§ YOUR ASSIGNMENT
In your reply, reproduce the lines from the first one below to the line containing "once the connection", inclusive, exactly as they stand.

§ STORED DATA
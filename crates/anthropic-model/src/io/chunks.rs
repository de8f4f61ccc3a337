#[cfg(test)]
use std::collections::VecDeque;

use bytes::Bytes;
use reqwest::Response;

use crate::Error;

/// An adapter for streaming byte chunks.
pub enum Chunks {
    Response(Response),
    #[cfg(test)]
    VecDeque(VecDeque<Bytes>),
}

impl Chunks {
    pub fn from_response(response: Response) -> Self {
        Chunks::Response(response)
    }

    #[cfg(test)]
    pub fn from_vec_deque(vec: VecDeque<Bytes>) -> Self {
        Chunks::VecDeque(vec)
    }

    #[inline]
    pub async fn next_chunk(&mut self) -> Result<Option<Bytes>, Error> {
        match self {
            Chunks::Response(response) => {
                response.chunk().await.map_err(Error::from_transport)
            }
            #[cfg(test)]
            Chunks::VecDeque(vec) => Ok(vec.pop_front()),
        }
    }
}
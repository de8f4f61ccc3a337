//! Connections to external tool servers speaking the Model Context
//! Protocol over stdio.
//!
//! A [`ConnectionManager`] is configured with a list of servers up front
//! and connects to them on demand. Every tool a server reports is exposed
//! as an [`McpTool`], which implements [`DynTool`](crate::tool::DynTool)
//! and can be registered like any other tool. Tools stop working once the
//! connection that produced them is released.

mod config;
mod connector;
mod error;
mod manager;
mod rpc;
mod tool;

pub use config::McpServerConfig;
pub use connector::{
    CallToolOutput, Connector, McpSession, StdioConnector, StreamSession,
    ToolInfo,
};
pub use error::Error;
pub use manager::ConnectionManager;
pub use tool::McpTool;
use std::sync::{Arc, Weak};

use serde_json::Value;

use super::{McpSession, ToolInfo};
use crate::tool::{BoxedToolFuture, DynTool, Error as ToolError};

/// A tool provided by an external server.
///
/// The tool only holds a weak link to its session: once the connection
/// is released, calls fail instead of keeping the server alive.
pub struct McpTool {
    name: String,
    description: String,
    schema: Value,
    session: Weak<dyn McpSession>,
}

impl McpTool {
    /// Wraps a tool reported by `session`.
    pub fn new(info: ToolInfo, session: &Arc<dyn McpSession>) -> Self {
        Self {
            description: info.description.unwrap_or_else(|| {
                format!("{} (from {})", info.name, session.server_name())
            }),
            name: info.name,
            schema: info.input_schema,
            session: Arc::downgrade(session),
        }
    }

    /// Returns `true` while the connection that provides this tool is open.
    #[inline]
    pub fn is_connected(&self) -> bool {
        self.session.strong_count() > 0
    }
}

impl DynTool for McpTool {
    #[inline]
    fn name(&self) -> &str {
        &self.name
    }

    #[inline]
    fn description(&self) -> &str {
        &self.description
    }

    #[inline]
    fn parameter_schema(&self) -> &Value {
        &self.schema
    }

    fn execute(&self, arguments: Value) -> BoxedToolFuture {
        let name = self.name.clone();
        let session = self.session.upgrade();
        Box::pin(async move {
            let Some(session) = session else {
                return Err(ToolError::execution_error()
                    .with_reason("connection closed"));
            };
            let output = session
                .call_tool(&name, arguments)
                .await
                .map_err(|err| ToolError::execution_error().with_reason(err.to_string()))?;
            if output.is_error {
                return Err(ToolError::execution_error().with_reason(output.text));
            }
            Ok(output.text)
        })
    }
}

#[cfg(test)]
mod tests {
    use serde_json::json;

    use super::*;
    use crate::mcp::connector::tests::connect_calculator;

    #[tokio::test]
    async fn test_tool_invalid_after_release() {
        let session: Arc<dyn McpSession> =
            Arc::new(connect_calculator("calc").await);
        let info = session.list_tools().await.unwrap().remove(0);
        let tool = McpTool::new(info, &session);
        assert_eq!(tool.description(), "Adds two numbers");

        let output = tool.execute(json!({ "a": 2, "b": 3 })).await.unwrap();
        assert_eq!(output, "5");
        let err = tool.execute(json!({ "a": "x", "b": 3 })).await.unwrap_err();
        assert_eq!(err.reason(), "not numbers");

        session.close().await;
        drop(session);
        assert!(!tool.is_connected());
        let err = tool.execute(json!({ "a": 2, "b": 3 })).await.unwrap_err();
        assert_eq!(err.reason(), "connection closed");
    }
}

§ SOLVED PROBLEM
filename crates/anthropic-model/src/io/chunks.rs
repository de8f4f61ccc3a337
#[cfg(test)]
use std::collections::VecDeque;

use bytes::Bytes;
use reqwest::Response;

use crate::Error;

/// An adapter for streaming byte chunks.
pub enum Chunks {
    Response(Response),
    #[cfg(test)]
    VecDeque(VecDeque<Bytes>),
}

impl Chunks {
    pub fn from_response(response: Response) -> Self {
        Chunks::Response(response)
    }

    #[cfg(test)]
    pub fn from_vec_deque(vec: VecDeque<Bytes>) -> Self {
        Chunks::VecDeque(vec)
    }

    #[inline]
    pub async fn next_chunk(&mut self) -> Result<Option<Bytes>, Error> {
        match self {
            Chunks::Response(response) => {
                response.chunk().await.map_err(Error::from_transport)
            }
            #[cfg(test)]
            Chunks::VecDeque(vec) => Ok(vec.pop_front()),
        }
    }
}
repository de8f4f61ccc3a337
//! Connections to external tool servers speaking the Model Context
//! Protocol over stdio.
//!
//! A [`ConnectionManager`] is configured with a list of servers up front
//! and connects to them on demand. Every tool a server reports is exposed
//! as an [`McpTool`], which implements [`DynTool`](crate::tool::DynTool)
//! and can be registered like any other tool. Tools stop working once the
//! connection that produced them is released.

mod config;
mod connector;
mod error;
mod manager;
mod rpc;
mod tool;

pub use config::McpServerConfig;
pub use connector::{
    CallToolOutput, Connector, McpSession, StdioConnector, StreamSession,
    ToolInfo,
};
pub use error::Error;
pub use manager::ConnectionManager;
pub use tool::McpTool;
use std::sync::{Arc, Weak};

use serde_json::Value;

use super::{McpSession, ToolInfo};
use crate::tool::{BoxedToolFuture, DynTool, Error as ToolError};

/// A tool provided by an external server.
///
/// The tool only holds a weak link to its session: once the connection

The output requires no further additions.